The UK’s Plastic Packaging Tax (PPT) was introduced in April 2022. It was initially set at £200 per tonne (£210.82 since April 2023) and applies to importers and manufacturers of plastic packaging with less than 30% recycled content. HM Revenue & Customs (HMRC) has been seeking to raise more awareness of PPT and has indicated that the “soft landing” first year of the new tax has ended, and enforcement should now be expected for non-compliance.
Initial reports indicated that registrations for the self-assessment tax have been significantly lower than anticipated. Nonetheless, PPT still looks set to generate revenue of around HMRC’s estimated £235 million in the first year (potentially slightly more in fact). This suggests that more companies are choosing to, or having to, pay PPT rather than meet the 30% recycled content threshold, and may indicate issues around availability of recycled content.

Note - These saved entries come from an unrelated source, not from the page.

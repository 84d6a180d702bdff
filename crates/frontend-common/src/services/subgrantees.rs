//! Subgrantee profile intake API service

use grantflow_http::types::SubgranteeProfile;

use crate::client::gateway;

/// Subgrantee profile intake API service
#[derive(Clone)]
pub struct SubgranteeApiService;

impl SubgranteeApiService {
    /// Create a new subgrantee API service
    pub fn new() -> Self {
        Self
    }

    /// Fetch the calling organisation's profile
    pub async fn get_profile(&self) -> Result<SubgranteeProfile, String> {
        let gateway = gateway().map_err(|e| format!("Failed to get client: {e}"))?;
        gateway
            .get_subgrantee_profile()
            .await
            .map_err(|e| e.to_string())
    }

    /// Create or replace the calling organisation's profile
    pub async fn save_profile(&self, profile: SubgranteeProfile) -> Result<SubgranteeProfile, String> {
        let gateway = gateway().map_err(|e| format!("Failed to get client: {e}"))?;
        gateway
            .upsert_subgrantee_profile(&profile)
            .await
            .map_err(|e| e.to_string())
    }
}

impl Default for SubgranteeApiService {
    fn default() -> Self {
        Self::new()
    }
}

HMRC recently announced a package of measures intended to simplify the tax system, and to make a key reform to the PPT to encourage investment in chemical recycling.
Under current PPT rules, recycled content must be calculated on the basis of the actual content of each piece of packaging. This favours mechanical recycling methods, because recycled plastic pellets can be melted and extruded with virgin plastic pellets, in a way that allows the composition of the final product to be known (e.g. 50% recycled pellets and 50% virgin pellets, so the final material is known to contain 50% recycled content). Chemical recycling takes waste plastics back to the molecular level, and this feedstock is used like virgin hydrocarbons to then create new plastic material. Unlike mechanically recycled plastic, it is not always straightforward to identify recycled “molecules” in the finished product. However, this can be calculated using what is known as a “mass balance” approach, a chain-of-custody-type assessment looking at the amount of recycled versus virgin feedstock that went into the initial production process, and tracing movement through the supply chain.
This is a positive message for the chemical recycling industry, although the technology does not garner universal support. Opponents of the technology highlight the intensive energy use involved, and in the EU we have seen campaigning against the inclusion of chemical recycling from recycled content targets. Supporters consider this technology essential to tackle plastics that are harder to recycle, such as flexibles and black plastics
HMRC has said that it will issue a formal consultation later this year on including the mass balance approach in the accepted methodology for PPT.